Crédit photo : Mick Haupt
IMPALA a dévoilé une collaboration avec FELINReDisco de , une initiative de recyclage de vinyles qui aurait « donné une seconde vie à 1,2 million de disques indésirables » depuis son lancement il y a trois ans.
La Fédération nationale française des labels et distributeurs indépendants (FÉLIN) a créé ReDisco en 2023, après qu’une loi de 2022 ait interdit aux labels et aux distributeurs de jeter les excédents de vinyle.
Comme indiqué sur le site Internet de FÉLIN, les mêmes entreprises peuvent bénéficier d’avantages fiscaux en recyclant dans le cadre de la loi. Avec Believe, dont le siège est à Paris, et une soixantaine d’autres personnes à son bord, ReDisco récupère les disques invendus (ainsi que les CD et DVD) dans un atelier de Chartres pour les démonter et les trier, selon son site Internet.

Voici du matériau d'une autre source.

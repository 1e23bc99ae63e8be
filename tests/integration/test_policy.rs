//! Tests for the policy inspection command and policy file overrides

use crate::helpers::{RunEnv, TestRepo, generate_args, run_shipmeta_ok, stdout_of};
use anyhow::Result;

#[test]
fn test_policy_json_is_parseable_and_complete() -> Result<()> {
  let repo = TestRepo::new()?;
  let output = run_shipmeta_ok(&repo, &RunEnv::default(), &["policy", "--json"])?;

  let policy: serde_json::Value = serde_json::from_str(&stdout_of(&output))?;
  assert!(policy["branch_types"].is_array());
  assert!(policy["environments"]["quality"]["version_pattern"].is_string());
  assert!(policy["workflows"]["kubernetes-workload"]["classes"].is_array());
  assert!(policy["teams"]["backend"]["repository"].is_string());
  Ok(())
}

#[test]
fn test_policy_summary_lists_tables() -> Result<()> {
  let repo = TestRepo::new()?;
  let output = run_shipmeta_ok(&repo, &RunEnv::default(), &["policy"])?;

  let stdout = stdout_of(&output);
  assert!(stdout.contains("Branch types"));
  assert!(stdout.contains("Environments"));
  assert!(stdout.contains("Workflows"));
  assert!(stdout.contains("Teams"));
  Ok(())
}

#[test]
fn test_custom_policy_file_drives_classification() -> Result<()> {
  let repo = TestRepo::new()?;
  repo.write("manifest.json", r#"{"version": "1.0.0"}"#)?;
  repo.write(
    "policy.json",
    r#"{
      "container_registry": "registry.example.com",
      "bucket_prefix": "example",
      "lambda_bucket_prefix": "example-lambda",
      "override_keys": ["overrides"],
      "branch_types": [
        {"name": "dev", "pattern": "^refs/heads/develop$", "environment": "dev", "pre_release": true},
        {"name": "legacy", "pattern": "^refs/heads/legacy/.+$"},
        {"name": "hotfix", "pattern": "^refs/heads/hotfix/.+$", "environment": "dev"},
        {"name": "default", "pattern": "^refs/heads/main$"}
      ],
      "environments": {
        "dev": {"version_pattern": "^\\d+\\.\\d+\\.\\d+-dev\\.\\d+$"}
      },
      "workflows": {
        "package": {"classes": ["library"], "manifest_file": "manifest.json", "updater": "json"}
      },
      "teams": {
        "team-x": {"repository": "deploy_x", "environment": "dev"}
      },
      "interpreters": ["python"]
    }"#,
  )?;

  let policy_path = repo.path.join("policy.json");
  run_shipmeta_ok(
    &repo,
    &RunEnv::default(),
    &generate_args(
      &["team-x", "python", "library"],
      &["--policy", policy_path.to_str().unwrap()],
    ),
  )?;

  let metadata = repo.metadata()?;
  assert_eq!(metadata["TEAM"], "team-x");
  assert_eq!(metadata["PROJECT_WORKFLOW"], "package");
  assert_eq!(metadata["PROJECT_VERSION"], "1.0.1-dev.0");
  Ok(())
}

De là, les objets sont transportés sur environ 200 kilomètres jusqu’à une usine de recyclage de Couzeix, où ils sont « transformés en granulés de plastique ». Ces derniers, quant à eux, servent ensuite à créer de nouveaux disques vinyles ou d’autres objets encore, selon le site.
Au total, le programme aurait recyclé jusqu’à présent les 1,2 millions de disques susmentionnés.
Pour réitérer l’évidencece n’est pas bon marché de presser du vinyle ; sur fond de demande constante et davantage d’options de fabrication, les étiquettes participantes prendront probablement des mesures pour éviter la suraccumulation de stocks à l’avenir.
Et comme cela signifie qu’il y aura une offre de recyclage relativement limitée au niveau de l’entreprise, ReDisco a également dévoilé des centres de collecte des vinyles, CD et DVD indésirables des particuliers. Jusqu’à la fin juin, les particuliers peuvent déposer leurs médias dans 10 endroits à travers la France, ont indiqué les organisateurs en termes plus précis.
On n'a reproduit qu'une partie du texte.